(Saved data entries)
+---+

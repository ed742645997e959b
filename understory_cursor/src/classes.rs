// Copyright 2025 the Understory Authors
// SPDX-License-Identifier: Apache-2.0 OR MIT

//! Style tags for the proxy element.

use alloc::borrow::Cow;
use alloc::string::String;

bitflags::bitflags! {
    /// Style tags applied to the proxy element.
    ///
    /// [`BASE`](Self::BASE) is always present. Exactly one of
    /// [`HOVERING`](Self::HOVERING) and [`DEFAULT`](Self::DEFAULT) is present, and
    /// [`CLICKING`](Self::CLICKING) only accompanies `DEFAULT`. Exactly one of
    /// [`VISIBLE`](Self::VISIBLE) and [`HIDDEN`](Self::HIDDEN) is present.
    #[derive(Clone, Copy, Debug, PartialEq, Eq, Hash)]
    pub struct CursorClasses: u8 {
        /// Always present.
        const BASE     = 0b0000_0001;
        /// The proxy hugs an interactive element.
        const HOVERING = 0b0000_0010;
        /// The proxy is the idle dot.
        const DEFAULT  = 0b0000_0100;
        /// A button is held while idle.
        const CLICKING = 0b0000_1000;
        /// The pointer is inside the viewport.
        const VISIBLE  = 0b0001_0000;
        /// The pointer left the viewport.
        const HIDDEN   = 0b0010_0000;
    }
}

impl CursorClasses {
    /// Derive the tags for a given interaction, click, and visibility state.
    pub fn derive(hovering: bool, pressed: bool, visible: bool) -> Self {
        let mut classes = Self::BASE;
        if hovering {
            classes |= Self::HOVERING;
        } else {
            classes |= Self::DEFAULT;
            if pressed {
                classes |= Self::CLICKING;
            }
        }
        classes |= if visible { Self::VISIBLE } else { Self::HIDDEN };
        classes
    }

    /// Render the tags as a space-separated class attribute.
    pub fn to_class_string(self, names: &ClassNames) -> String {
        let ordered = [
            (Self::BASE, &names.base),
            (Self::HOVERING, &names.hovering),
            (Self::DEFAULT, &names.default),
            (Self::CLICKING, &names.clicking),
            (Self::VISIBLE, &names.visible),
            (Self::HIDDEN, &names.hidden),
        ];
        let mut out = String::new();
        for (flag, name) in ordered {
            if self.contains(flag) {
                if !out.is_empty() {
                    out.push(' ');
                }
                out.push_str(name);
            }
        }
        out
    }
}

/// Class names emitted for each [`CursorClasses`] tag.
#[derive(Clone, Debug, PartialEq, Eq)]
pub struct ClassNames {
    /// Name for [`CursorClasses::BASE`].
    pub base: Cow<'static, str>,
    /// Name for [`CursorClasses::HOVERING`].
    pub hovering: Cow<'static, str>,
    /// Name for [`CursorClasses::DEFAULT`].
    pub default: Cow<'static, str>,
    /// Name for [`CursorClasses::CLICKING`].
    pub clicking: Cow<'static, str>,
    /// Name for [`CursorClasses::VISIBLE`].
    pub visible: Cow<'static, str>,
    /// Name for [`CursorClasses::HIDDEN`].
    pub hidden: Cow<'static, str>,
}

impl Default for ClassNames {
    fn default() -> Self {
        Self {
            base: Cow::Borrowed("custom-cursor"),
            hovering: Cow::Borrowed("custom-cursor-hovering"),
            default: Cow::Borrowed("custom-cursor-default"),
            clicking: Cow::Borrowed("custom-cursor-clicking"),
            visible: Cow::Borrowed("custom-cursor-visible"),
            hidden: Cow::Borrowed("custom-cursor-hidden"),
        }
    }
}

#[cfg(test)]
mod tests {
    use super::*;

    #[test]
    fn exactly_one_of_each_exclusive_pair() {
        for bits in 0..8_u8 {
            let (hovering, pressed, visible) = (bits & 1 != 0, bits & 2 != 0, bits & 4 != 0);
            let classes = CursorClasses::derive(hovering, pressed, visible);
            assert!(classes.contains(CursorClasses::BASE), "base missing");
            assert_ne!(
                classes.contains(CursorClasses::HOVERING),
                classes.contains(CursorClasses::DEFAULT),
                "hovering and default must be exclusive"
            );
            assert_ne!(
                classes.contains(CursorClasses::VISIBLE),
                classes.contains(CursorClasses::HIDDEN),
                "visible and hidden must be exclusive"
            );
            assert_eq!(
                classes.contains(CursorClasses::CLICKING),
                pressed && !hovering,
                "clicking only accompanies the idle dot"
            );
        }
    }

    #[test]
    fn class_string_order() {
        let names = ClassNames::default();
        assert_eq!(
            CursorClasses::derive(false, true, true).to_class_string(&names),
            "custom-cursor custom-cursor-default custom-cursor-clicking custom-cursor-visible"
        );
        assert_eq!(
            CursorClasses::derive(true, true, false).to_class_string(&names),
            "custom-cursor custom-cursor-hovering custom-cursor-hidden"
        );
    }
}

+---+

Description of the task =>
Give the data again, exactly as written.

Result for this exercise =>
repository ed742645997e959b
filename understory_cursor/src/classes.rs
// Copyright 2025 the Understory Authors
// SPDX-License-Identifier: Apache-2.0 OR MIT

//! Style tags for the proxy element.

use alloc::borrow::Cow;
use alloc::string::String;

bitflags::bitflags! {
    /// Style tags applied to the proxy element.
    ///
    /// [`BASE`](Self::BASE) is always present. Exactly one of
    /// [`HOVERING`](Self::HOVERING) and [`DEFAULT`](Self::DEFAULT) is present, and
    /// [`CLICKING`](Self::CLICKING) only accompanies `DEFAULT`. Exactly one of
    /// [`VISIBLE`](Self::VISIBLE) and [`HIDDEN`](Self::HIDDEN) is present.
    #[derive(Clone, Copy, Debug, PartialEq, Eq, Hash)]
    pub struct CursorClasses: u8 {
        /// Always present.
        const BASE     = 0b0000_0001;
        /// The proxy hugs an interactive element.
        const HOVERING = 0b0000_0010;
        /// The proxy is the idle dot.
        const DEFAULT  = 0b0000_0100;
        /// A button is held while idle.
        const CLICKING = 0b0000_1000;
        /// The pointer is inside the viewport.
        const VISIBLE  = 0b0001_0000;
        /// The pointer left the viewport.
        const HIDDEN   = 0b0010_0000;
    }
}

impl CursorClasses {
    /// Derive the tags for a given interaction, click, and visibility state.
    pub fn derive(hovering: bool, pressed: bool, visible: bool) -> Self {
        let mut classes = Self::BASE;
        if hovering {
            classes |= Self::HOVERING;
        } else {
            classes |= Self::DEFAULT;
            if pressed {
                classes |= Self::CLICKING;
            }
        }
        classes |= if visible { Self::VISIBLE } else { Self::HIDDEN };
        classes
    }

    /// Render the tags as a space-separated class attribute.
    pub fn to_class_string(self, names: &ClassNames) -> String {
        let ordered = [
            (Self::BASE, &names.base),
            (Self::HOVERING, &names.hovering),
            (Self::DEFAULT, &names.default),
            (Self::CLICKING, &names.clicking),
            (Self::VISIBLE, &names.visible),
            (Self::HIDDEN, &names.hidden),
        ];
        let mut out = String::new();
        for (flag, name) in ordered {
            if self.contains(flag) {
                if !out.is_empty() {
                    out.push(' ');
                }
                out.push_str(name);
            }
        }
        out
    }
}

/// Class names emitted for each [`CursorClasses`] tag.
#[derive(Clone, Debug, PartialEq, Eq)]
pub struct ClassNames {
    /// Name for [`CursorClasses::BASE`].
    pub base: Cow<'static, str>,
    /// Name for [`CursorClasses::HOVERING`].
    pub hovering: Cow<'static, str>,
    /// Name for [`CursorClasses::DEFAULT`].
    pub default: Cow<'static, str>,
    /// Name for [`CursorClasses::CLICKING`].
    pub clicking: Cow<'static, str>,
    /// Name for [`CursorClasses::VISIBLE`].
    pub visible: Cow<'static, str>,
    /// Name for [`CursorClasses::HIDDEN`].
    pub hidden: Cow<'static, str>,
}

impl Default for ClassNames {
    fn default() -> Self {
        Self {
            base: Cow::Borrowed("custom-cursor"),
            hovering: Cow::Borrowed("custom-cursor-hovering"),
            default: Cow::Borrowed("custom-cursor-default"),
            clicking: Cow::Borrowed("custom-cursor-clicking"),
            visible: Cow::Borrowed("custom-cursor-visible"),
            hidden: Cow::Borrowed("custom-cursor-hidden"),
        }
    }
}

#[cfg(test)]
mod tests {
    use super::*;

    #[test]
    fn exactly_one_of_each_exclusive_pair() {
        for bits in 0..8_u8 {
            let (hovering, pressed, visible) = (bits & 1 != 0, bits & 2 != 0, bits & 4 != 0);
            let classes = CursorClasses::derive(hovering, pressed, visible);
            assert!(classes.contains(CursorClasses::BASE), "base missing");
            assert_ne!(
                classes.contains(CursorClasses::HOVERING),
                classes.contains(CursorClasses::DEFAULT),
                "hovering and default must be exclusive"
            );
            assert_ne!(
                classes.contains(CursorClasses::VISIBLE),
                classes.contains(CursorClasses::HIDDEN),
                "visible and hidden must be exclusive"
            );
            assert_eq!(
                classes.contains(CursorClasses::CLICKING),
                pressed && !hovering,
                "clicking only accompanies the idle dot"
            );
        }
    }

    #[test]
    fn class_string_order() {
        let names = ClassNames::default();
        assert_eq!(
            CursorClasses::derive(false, true, true).to_class_string(&names),
            "custom-cursor custom-cursor-default custom-cursor-clicking custom-cursor-visible"
        );
        assert_eq!(
            CursorClasses::derive(true, true, false).to_class_string(&names),
            "custom-cursor custom-cursor-hovering custom-cursor-hidden"
        );
    }
}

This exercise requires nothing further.